Livv
Décisions

Conseil Conc., 7 mars 1995, n° 95-D-21

CONSEIL DE LA CONCURRENCE

Décision

Saisine de la société anonyme Théâtre de la Renaissance concernant des pratiques de la société civile de perception et de distribution des droits des artistes-interprètes de la musique et de la danse (Spedidam)

COMPOSITION DE LA JURIDICTION

Délibéré sur le rapport de M. Claude Duboz, par M. Barbeau, président, MM. Blaise, Gicquel, Pichon, Robin, Sargos, Urbain, membres.

Conseil Conc. n° 95-D-21

7 mars 1995

Le Conseil de la concurrence (section II)

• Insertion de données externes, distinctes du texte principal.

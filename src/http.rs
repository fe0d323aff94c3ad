use std::thread;
use std::time::Duration;

use reqwest::blocking::{Client as HttpClient, Response};
use reqwest::header::{HeaderMap, HeaderValue, USER_AGENT};
use serde::de::DeserializeOwned;
use tracing::{debug, warn};

use crate::error::{Error, Result};
use crate::util::{backoff, retriable_status};

/// Bounded exponential backoff applied to transient failures.
#[derive(Debug, Clone, Copy, PartialEq, Eq)]
pub struct RetryPolicy {
    /// Total attempts, including the first one.
    pub max_attempts: usize,
    pub initial_delay: Duration,
    pub max_delay: Duration,
}

impl Default for RetryPolicy {
    fn default() -> Self {
        Self {
            max_attempts: 3,
            initial_delay: Duration::from_millis(500),
            max_delay: Duration::from_secs(8),
        }
    }
}

impl RetryPolicy {
    /// A policy that never sleeps, for tests and tight loops.
    pub fn immediate(max_attempts: usize) -> Self {
        Self {
            max_attempts,
            initial_delay: Duration::ZERO,
            max_delay: Duration::ZERO,
        }
    }
}

/// One HTTP connection pool plus the retry policy shared by every component
/// built from it.
#[derive(Debug, Clone)]
pub struct HttpSession {
    http: HttpClient,
    retry: RetryPolicy,
}

impl HttpSession {
    pub fn new(timeout: Duration, verify: bool) -> Result<Self> {
        let mut default_headers = HeaderMap::new();
        default_headers.insert(
            USER_AGENT,
            HeaderValue::from_str(&format!("earthdata-rs/{}", env!("CARGO_PKG_VERSION")))
                .unwrap_or(HeaderValue::from_static("earthdata-rs")),
        );

        let mut builder = HttpClient::builder()
            .default_headers(default_headers)
            .timeout(timeout);

        if !verify {
            builder = builder.danger_accept_invalid_certs(true);
        }

        let http = builder.build().map_err(Error::HttpClient)?;
        Ok(Self {
            http,
            retry: RetryPolicy::default(),
        })
    }

    pub fn with_retry(mut self, retry: RetryPolicy) -> Self {
        self.retry = retry;
        self
    }

    /// Sends a request, retrying connection errors and retriable statuses.
    ///
    /// When every attempt came back with a retriable status the last response
    /// is returned so the caller can report the service's own error body.
    pub(crate) fn robust_request<F>(&self, url: &str, mut f: F) -> Result<Response>
    where
        F: FnMut(&HttpClient) -> std::result::Result<Response, reqwest::Error>,
    {
        let max_attempts = self.retry.max_attempts.max(1);
        let mut sleep = self.retry.initial_delay;
        let mut tries = 0usize;
        loop {
            tries += 1;
            match f(&self.http) {
                Ok(resp) => {
                    let status = resp.status();
                    if retriable_status(status.as_u16()) && tries < max_attempts {
                        warn!(url, status = status.as_u16(), attempt = tries, "retriable status");
                        thread::sleep(sleep);
                        sleep = backoff(sleep, self.retry.max_delay);
                        continue;
                    }
                    debug!(url, status = status.as_u16(), "response");
                    return Ok(resp);
                }
                Err(err) => {
                    if tries >= max_attempts {
                        return Err(Error::Transport {
                            url: url.to_string(),
                            attempts: tries,
                            message: err.to_string(),
                        });
                    }
                    warn!(url, attempt = tries, error = %err, "request failed, retrying");
                    thread::sleep(sleep);
                    sleep = backoff(sleep, self.retry.max_delay);
                }
            }
        }
    }
}

/// Reads a response body, returning the status alongside the text.
pub(crate) fn read_text(url: &str, resp: Response) -> Result<(reqwest::StatusCode, String)> {
    let status = resp.status();
    let text = resp.text().map_err(|e| Error::Transport {
        url: url.to_string(),
        attempts: 1,
        message: format!("failed to read body: {e}"),
    })?;
    Ok((status, text))
}

pub(crate) fn parse_json<T: DeserializeOwned>(url: &str, text: &str) -> Result<T> {
    serde_json::from_str(text).map_err(|source| Error::Json {
        url: url.to_string(),
        source,
    })
}
//! End-to-end related-terms queries over small WordNet-style fixtures.

use lexnet::prelude::*;

/// 16-synset fixture shaped like the small event/change dataset: the synsets
/// containing "adjustment" reach alteration/modification and the event
/// subtree, while "change" sits above them.
fn event_engine() -> QueryEngine {
    let lexicon = build_lexicon([
        "0,event,something that happens",
        "1,happening occurrence occurrent natural_event,an event that happens",
        "2,act deed human_action human_activity,something that people do",
        "3,adjustment,the act of adjusting",
        "4,alteration modification,the act of making something different",
        "5,change,the action of changing something",
        "6,action,something done",
        "7,variation,an activity that varies",
        "8,motion movement move,the act of changing location",
        "9,locomotion travel,self-propelled movement",
        "10,run running,the act of running",
        "11,dash sprint,a quick run",
        "12,jump parachuting,descent with a parachute",
        "13,leap saltation,a light springing movement",
        "14,jumping,the act of jumping",
        "15,stay,continuing in a place",
    ])
    .unwrap();
    let (graph, report) = build_graph([
        "5,3,4", // change -> adjustment, alteration/modification
        "3,4,0", // adjustment -> alteration/modification, event
        "0,1",   // event -> happening/occurrence/occurrent/natural_event
        "2,6",   // act -> action
        "6,7",   // action -> variation
        "8,9,10", "10,11", "12,13,14",
    ])
    .unwrap();
    assert!(report.warnings.is_empty());
    let frequency = build_frequency_store(
        [
            "event\t2005\t1000",
            "adjustment\t2005\t500",
            "occurrence\t2005\t500",
            "modification\t2005\t100",
            // Recorded, but outside the 2000-2020 query window.
            "happening\t1950\t700",
        ],
        ["1950,50000", "2005,100000"],
    )
    .unwrap();
    QueryEngine::new(graph, lexicon, frequency)
}

/// 11-synset fixture shaped like the demotion/actifed dataset.
fn drug_engine() -> QueryEngine {
    let lexicon = build_lexicon([
        "0,action,something done",
        "1,change,the act of changing",
        "2,demotion,the act of lowering in rank",
        "3,actifed,trade name for a drug",
        "4,antihistamine,a medicine that counteracts histamine",
        "5,nasal_decongestant,a decongestant for the nose",
        "6,cart,a heavy open wagon",
        "7,wheel,a circular frame",
        "8,machine,a device",
        "9,device,an instrumentality",
        "10,instrumentality,an artifact",
    ])
    .unwrap();
    let (graph, _) = build_graph(["2,1", "1,0", "3,4,5", "8,9", "9,10"]).unwrap();
    let frequency = build_frequency_store(Vec::<&str>::new(), Vec::<&str>::new()).unwrap();
    QueryEngine::new(graph, lexicon, frequency)
}

#[test]
fn adjustment_closure_matches_expected_output() {
    let engine = event_engine();
    let query = RelatedTermsQuery::new(["adjustment"]).with_window(2000, 2020);
    assert_eq!(
        engine.handle(&query),
        "[adjustment, alteration, event, happening, modification, natural_event, \
         occurrence, occurrent]"
    );
}

#[test]
fn demotion_and_actifed_closures() {
    let engine = drug_engine();

    let query = RelatedTermsQuery::new(["demotion"]).with_window(2000, 2020);
    assert_eq!(engine.handle(&query), "[action, change, demotion]");

    let query = RelatedTermsQuery::new(["actifed"]).with_window(2000, 2020);
    assert_eq!(
        engine.handle(&query),
        "[actifed, antihistamine, nasal_decongestant]"
    );
}

#[test]
fn unknown_words_yield_empty_result() {
    let engine = drug_engine();
    let query = RelatedTermsQuery::new(["???", "What'sThis"]).with_window(2000, 2020);
    assert_eq!(engine.handle(&query), "[]");

    // One known and one unknown word also collapse to empty.
    let query = RelatedTermsQuery::new(["demotion", "???"]);
    assert_eq!(engine.handle(&query), "[]");
}

#[test]
fn empty_word_list_yields_empty_result() {
    let engine = event_engine();
    assert_eq!(engine.handle(&RelatedTermsQuery::default()), "[]");
}

#[test]
fn intersection_is_order_independent() {
    let engine = event_engine();

    let forward = engine.handle(&RelatedTermsQuery::new(["change", "event"]));
    let backward = engine.handle(&RelatedTermsQuery::new(["event", "change"]));

    assert_eq!(
        forward,
        "[event, happening, natural_event, occurrence, occurrent]"
    );
    assert_eq!(forward, backward);
}

#[test]
fn single_word_query_equals_its_related_set() {
    let engine = event_engine();

    let mut expected: Vec<String> = engine.related_terms("adjustment").into_iter().collect();
    expected.sort_unstable();

    let response = engine.execute(&RelatedTermsQuery::new(["adjustment"]));
    assert_eq!(response.terms(), expected.as_slice());
}

#[test]
fn top_k_ranks_by_count_with_lexical_tie_break() {
    let engine = event_engine();

    // event=1000, adjustment=occurrence=500 (tie, lexical order),
    // modification=100; everything else has no count in the window.
    let query = RelatedTermsQuery::new(["adjustment"])
        .with_window(2000, 2020)
        .with_top_k(3);
    assert_eq!(engine.handle(&query), "[event, adjustment, occurrence]");
}

#[test]
fn top_k_skips_zero_count_entries() {
    let engine = event_engine();

    // "happening" has counts only outside the window, so it is skipped along
    // with the never-recorded terms even though k is large.
    let query = RelatedTermsQuery::new(["adjustment"])
        .with_window(2000, 2020)
        .with_top_k(10);
    assert_eq!(
        engine.handle(&query),
        "[event, adjustment, occurrence, modification]"
    );
}

#[test]
fn reversed_window_with_top_k_yields_empty() {
    let engine = event_engine();
    let query = RelatedTermsQuery::new(["adjustment"])
        .with_window(2020, 2000)
        .with_top_k(5);
    assert_eq!(engine.handle(&query), "[]");
}

#[test]
fn reversed_window_without_top_k_ignores_frequencies() {
    let engine = drug_engine();
    let query = RelatedTermsQuery::new(["demotion"]).with_window(2020, 2000);
    // k == 0 never consults the frequency store.
    assert_eq!(engine.handle(&query), "[action, change, demotion]");
}
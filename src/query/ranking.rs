//! Frequency-based ranking of result terms.
//!
//! Top-k selection uses one explicit total order: descending aggregate count,
//! with ties broken by ascending lexicographic order. Entries whose aggregate
//! count is zero are skipped during selection, not included and not treated
//! as a stop condition.

use std::cmp::Ordering;

use crate::ngram::FrequencyStore;

/// A term together with its aggregate count over the query window.
#[derive(Debug, Clone, PartialEq)]
pub struct RankedTerm {
    /// The term.
    pub term: String,
    /// Summed usage count over the aggregation window.
    pub count: f64,
}

/// Rank `terms` by their summed usage count over `[start_year, end_year]`.
///
/// The returned list is sorted by the documented total order: count
/// descending, then term ascending.
pub fn rank_by_total_count<I, S>(
    terms: I,
    store: &FrequencyStore,
    start_year: i32,
    end_year: i32,
) -> Vec<RankedTerm>
where
    I: IntoIterator<Item = S>,
    S: Into<String>,
{
    let mut ranked: Vec<RankedTerm> = terms
        .into_iter()
        .map(|term| {
            let term = term.into();
            let count = store.total_count(&term, start_year, end_year);
            RankedTerm { term, count }
        })
        .collect();
    ranked.sort_by(compare);
    ranked
}

/// Select up to `k` terms from a ranked list, skipping entries with a zero
/// aggregate count.
pub fn select_top_k(ranked: &[RankedTerm], k: usize) -> Vec<String> {
    ranked
        .iter()
        .filter(|entry| entry.count > 0.0)
        .take(k)
        .map(|entry| entry.term.clone())
        .collect()
}

fn compare(a: &RankedTerm, b: &RankedTerm) -> Ordering {
    b.count
        .partial_cmp(&a.count)
        .unwrap_or(Ordering::Equal)
        .then_with(|| a.term.cmp(&b.term))
}
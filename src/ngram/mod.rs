//! N-gram corpus statistics: per-word usage time series and corpus totals.

pub mod frequency;
pub mod time_series;

pub use self::frequency::FrequencyStore;
pub use self::time_series::TimeSeries;
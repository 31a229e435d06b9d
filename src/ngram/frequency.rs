//! Per-word usage counts and corpus-wide yearly totals.

use ahash::AHashMap;

use crate::ngram::time_series::TimeSeries;

/// Historical usage statistics for a corpus: one [`TimeSeries`] per known
/// word plus one series of corpus-wide yearly totals.
///
/// Immutable after construction. Every returned series is a defensive copy;
/// callers cannot mutate internal state through a returned value. Unknown
/// words and empty windows degrade to empty series or zero, never to errors.
#[derive(Debug, Clone, Default)]
pub struct FrequencyStore {
    /// Word -> its yearly usage counts.
    words: AHashMap<String, TimeSeries>,
    /// Corpus-wide total word count per year.
    totals: TimeSeries,
}

impl FrequencyStore {
    /// Create a store from a word map and corpus totals.
    pub fn new(words: AHashMap<String, TimeSeries>, totals: TimeSeries) -> Self {
        FrequencyStore { words, totals }
    }

    /// Return whether the store has counts for `word`.
    pub fn contains_word(&self, word: &str) -> bool {
        self.words.contains_key(word)
    }

    /// Return the number of words with recorded counts.
    pub fn word_count(&self) -> usize {
        self.words.len()
    }

    /// Return a copy of the usage series of `word` restricted to
    /// `[start_year, end_year]`. Unknown words yield an empty series.
    pub fn count_history(&self, word: &str, start_year: i32, end_year: i32) -> TimeSeries {
        self.words
            .get(word)
            .map(|series| series.restricted_to(start_year, end_year))
            .unwrap_or_default()
    }

    /// Return the summed usage count of `word` over `[start_year, end_year]`.
    /// Zero if the word is unknown or the window contains no recorded years.
    pub fn total_count(&self, word: &str, start_year: i32, end_year: i32) -> f64 {
        self.count_history(word, start_year, end_year).sum()
    }

    /// Return a copy of the corpus-wide yearly totals.
    pub fn total_count_history(&self) -> TimeSeries {
        self.totals.clone()
    }

    /// Return the relative weight of `word` in `year`: its count divided by
    /// the corpus total for that year. Zero if the word has no count, the
    /// total is unrecorded, or the total is zero.
    pub fn weight(&self, word: &str, year: i32) -> f64 {
        let count = match self.words.get(word).and_then(|series| series.get(year)) {
            Some(count) => count,
            None => return 0.0,
        };
        match self.totals.get(year) {
            Some(total) if total != 0.0 => count / total,
            _ => 0.0,
        }
    }

    /// Return the relative frequency per year of `word` over
    /// `[start_year, end_year]`. Unknown words yield an empty series.
    pub fn weight_history(&self, word: &str, start_year: i32, end_year: i32) -> TimeSeries {
        self.count_history(word, start_year, end_year)
            .divided_by(&self.totals)
    }

    /// Return the summed relative frequency per year of all `words` over
    /// `[start_year, end_year]`. Words with no recorded data are ignored
    /// rather than treated as errors.
    pub fn summed_weight_history<'a, I>(
        &self,
        words: I,
        start_year: i32,
        end_year: i32,
    ) -> TimeSeries
    where
        I: IntoIterator<Item = &'a str>,
    {
        let mut summed = TimeSeries::new();
        for word in words {
            let history = self.count_history(word, start_year, end_year);
            if !history.is_empty() {
                summed = summed.plus(&history);
            }
        }
        summed.divided_by(&self.totals)
    }
}
//! Synset content mapping and the inverted word index.
//!
//! A [`Lexicon`] owns the synset id → word set mapping and an inverted index
//! word → synset ids built once at construction. The inverted index replaces
//! a per-query linear scan over all nodes: the query engine performs one
//! lookup per query word per request, so lookups must be O(1) amortized.

use ahash::{AHashMap, AHashSet};

/// The content mapping for a relation graph: which words each synset
/// contains, and which synsets each word appears in.
///
/// A word may be associated with multiple synset ids (polysemy). Immutable
/// after construction.
#[derive(Debug, Clone, Default)]
pub struct Lexicon {
    /// Synset id -> the set of words in that synset.
    contents: AHashMap<u32, AHashSet<String>>,
    /// Inverted index: word -> the set of synset ids containing it.
    index: AHashMap<String, AHashSet<u32>>,
}

impl Lexicon {
    /// Build a lexicon from a content mapping, constructing the inverted
    /// index in one pass.
    pub fn new(contents: AHashMap<u32, AHashSet<String>>) -> Self {
        let mut index: AHashMap<String, AHashSet<u32>> = AHashMap::new();
        for (&id, words) in &contents {
            for word in words {
                index.entry(word.clone()).or_default().insert(id);
            }
        }
        Lexicon { contents, index }
    }

    /// Return the words of a synset, or `None` for an unknown id.
    pub fn words_of(&self, id: u32) -> Option<&AHashSet<String>> {
        self.contents.get(&id)
    }

    /// Return the synset ids whose content includes `word`, or `None` if the
    /// word is unknown. An unknown word is not an error condition.
    pub fn nodes_containing(&self, word: &str) -> Option<&AHashSet<u32>> {
        self.index.get(word)
    }

    /// Return the union of synset contents over a set of node ids. Ids with
    /// no recorded content are skipped.
    pub fn words_of_all<I>(&self, ids: I) -> AHashSet<String>
    where
        I: IntoIterator<Item = u32>,
    {
        let mut words = AHashSet::new();
        for id in ids {
            if let Some(content) = self.contents.get(&id) {
                words.extend(content.iter().cloned());
            }
        }
        words
    }

    /// Return the number of synsets in the lexicon.
    pub fn synset_count(&self) -> usize {
        self.contents.len()
    }

    /// Return the number of distinct words in the lexicon.
    pub fn word_count(&self) -> usize {
        self.index.len()
    }
}
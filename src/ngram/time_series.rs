//! Sparse year-indexed count series.

use std::collections::BTreeMap;

/// A sparse mapping from year to a non-negative count.
///
/// Only years present in the source data are stored. Absent years are treated
/// as zero by windowed sums and arithmetic but are never materialized as
/// explicit zero entries. Iteration is in ascending year order.
#[derive(Debug, Clone, Default, PartialEq)]
pub struct TimeSeries {
    points: BTreeMap<i32, f64>,
}

impl TimeSeries {
    /// Create an empty series.
    pub fn new() -> Self {
        TimeSeries::default()
    }

    /// Record a count for a year, replacing any previous value.
    pub fn insert(&mut self, year: i32, count: f64) {
        self.points.insert(year, count);
    }

    /// Return the count recorded for a year, if any.
    pub fn get(&self, year: i32) -> Option<f64> {
        self.points.get(&year).copied()
    }

    /// Return the years with recorded counts, in ascending order.
    pub fn years(&self) -> Vec<i32> {
        self.points.keys().copied().collect()
    }

    /// Return the recorded counts, in ascending year order.
    pub fn counts(&self) -> Vec<f64> {
        self.points.values().copied().collect()
    }

    /// Return the number of recorded years.
    pub fn len(&self) -> usize {
        self.points.len()
    }

    /// Return whether the series has no recorded years.
    pub fn is_empty(&self) -> bool {
        self.points.is_empty()
    }

    /// Iterate over `(year, count)` pairs in ascending year order.
    pub fn iter(&self) -> impl Iterator<Item = (i32, f64)> + '_ {
        self.points.iter().map(|(&year, &count)| (year, count))
    }

    /// Return a copy of the series restricted to `[start_year, end_year]`,
    /// inclusive of both ends. A reversed window (`start_year > end_year`)
    /// yields an empty series.
    pub fn restricted_to(&self, start_year: i32, end_year: i32) -> TimeSeries {
        if start_year > end_year {
            return TimeSeries::new();
        }
        TimeSeries {
            points: self
                .points
                .range(start_year..=end_year)
                .map(|(&year, &count)| (year, count))
                .collect(),
        }
    }

    /// Return the sum of all recorded counts.
    pub fn sum(&self) -> f64 {
        self.points.values().sum()
    }

    /// Return the yearwise sum of this series and `other`. Years missing from
    /// one side contribute zero.
    pub fn plus(&self, other: &TimeSeries) -> TimeSeries {
        let mut result = self.points.clone();
        for (&year, &count) in &other.points {
            *result.entry(year).or_insert(0.0) += count;
        }
        TimeSeries { points: result }
    }

    /// Return the yearwise quotient of this series by `other`. Years whose
    /// divisor is zero or unrecorded yield zero rather than a division fault.
    pub fn divided_by(&self, other: &TimeSeries) -> TimeSeries {
        let points = self
            .points
            .iter()
            .map(|(&year, &count)| {
                let quotient = match other.get(year) {
                    Some(total) if total != 0.0 => count / total,
                    _ => 0.0,
                };
                (year, quotient)
            })
            .collect();
        TimeSeries { points }
    }
}

impl FromIterator<(i32, f64)> for TimeSeries {
    fn from_iter<T: IntoIterator<Item = (i32, f64)>>(iter: T) -> Self {
        TimeSeries {
            points: iter.into_iter().collect(),
        }
    }
}

#[cfg(test)]
mod tests {
    use super::*;

    fn series(pairs: &[(i32, f64)]) -> TimeSeries {
        pairs.iter().copied().collect()
    }

    #[test]
    fn test_years_in_ascending_order() {
        let ts = series(&[(2008, 4.0), (2005, 1.0), (2007, 3.0)]);
        assert_eq!(ts.years(), vec![2005, 2007, 2008]);
        assert_eq!(ts.counts(), vec![1.0, 3.0, 4.0]);
    }

    #[test]
    fn test_restricted_to_window() {
        let ts = series(&[(2005, 1.0), (2006, 2.0), (2007, 3.0), (2008, 4.0)]);

        let window = ts.restricted_to(2006, 2007);
        assert_eq!(window.years(), vec![2006, 2007]);
        assert_eq!(window.sum(), 5.0);
    }

    #[test]
    fn test_reversed_window_is_empty() {
        let ts = series(&[(2005, 1.0), (2008, 4.0)]);
        assert!(ts.restricted_to(2008, 2005).is_empty());
    }

    #[test]
    fn test_plus_treats_missing_years_as_zero() {
        let a = series(&[(2000, 1.0), (2001, 2.0)]);
        let b = series(&[(2001, 10.0), (2002, 20.0)]);

        let sum = a.plus(&b);
        assert_eq!(sum.get(2000), Some(1.0));
        assert_eq!(sum.get(2001), Some(12.0));
        assert_eq!(sum.get(2002), Some(20.0));
    }

    #[test]
    fn test_divided_by_zero_or_missing_divisor() {
        let counts = series(&[(2000, 5.0), (2001, 6.0), (2002, 7.0)]);
        let totals = series(&[(2000, 10.0), (2001, 0.0)]);

        let weights = counts.divided_by(&totals);
        assert_eq!(weights.get(2000), Some(0.5));
        // Zero divisor and missing divisor both yield zero, never a fault.
        assert_eq!(weights.get(2001), Some(0.0));
        assert_eq!(weights.get(2002), Some(0.0));
    }

    #[test]
    fn test_defensive_window_copy() {
        let ts = series(&[(2005, 1.0)]);
        let mut copy = ts.restricted_to(2000, 2020);
        copy.insert(2005, 99.0);

        assert_eq!(ts.get(2005), Some(1.0));
    }
}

Vu la lettre enregistrée le 19 juin 1991 sous le numéro F 416 par laquelle la société anonyme Théâtre de la Renaissance a saisi le Conseil de la concurrence de pratiques mises en œuvre par la Société civile de perception et de distribution des droits des artistes-interprètes de la musique et de la danse (Spedidam) qu'elle estime anticoncurrentielles ; Vu le traité du 25 mars 1957 modifié, instituant la Communauté européenne, et notamment ses articles 85 et 86 ; Vu l'ordonnance n° 86-1243 du 1er décembre 1986 modifiée, et le décret n° 86-1309 du 29 décembre 1986 modifié, pris pour son application ; Vu le Code du travail ; Vu le Code de la propriété intellectuelle ; Vu les observations présentées par les parties et par le commissaire du Gouvernement ; Vu la décision n° 93-D-22 du Conseil de la concurrence en date du 9 juin 1993 ; Vu les autres pièces du dossier ; Le rapporteur, le rapporteur général et le commissaire du Gouvernement entendus, la société Théâtre de la Renaissance ayant été régulièrement convoquée ; Adopte la décision fondée sur les constatations (I) et sur les motifs (II) ci-après exposés:

I - CONSTATATIONS

A - Les caractéristiques du marché

Les droits voisins du droit d'auteur sont définis par la Convention internationale sur la protection des artistes- interprètes ou exécutants, des producteurs de phonogrammes et des organismes de radiodiffusion, signée à Rome le 26 octobre 1961, dont le Parlement français a autorisé la ratification par la loi n° 86-1300 du 23 décembre 1986 et dont l'entrée en vigueur en France a été fixée au 3 juillet 1987. La France avait déjà déterminé les modalités d'exercice de ces droits dans le titre II de la loi n° 85-660 du 3 juillet 1985 relative aux droits d'auteur et aux droits des artistes-interprètes, des producteurs de phonogrammes et de vidéogrammes et des entreprises de communication audiovisuelle ; le titre IV de ladite loi est relatif aux sociétés de perception et de répartition de ces droits. L'ensemble de ces dispositions a été codifié dans le Code de la propriété intellectuelle.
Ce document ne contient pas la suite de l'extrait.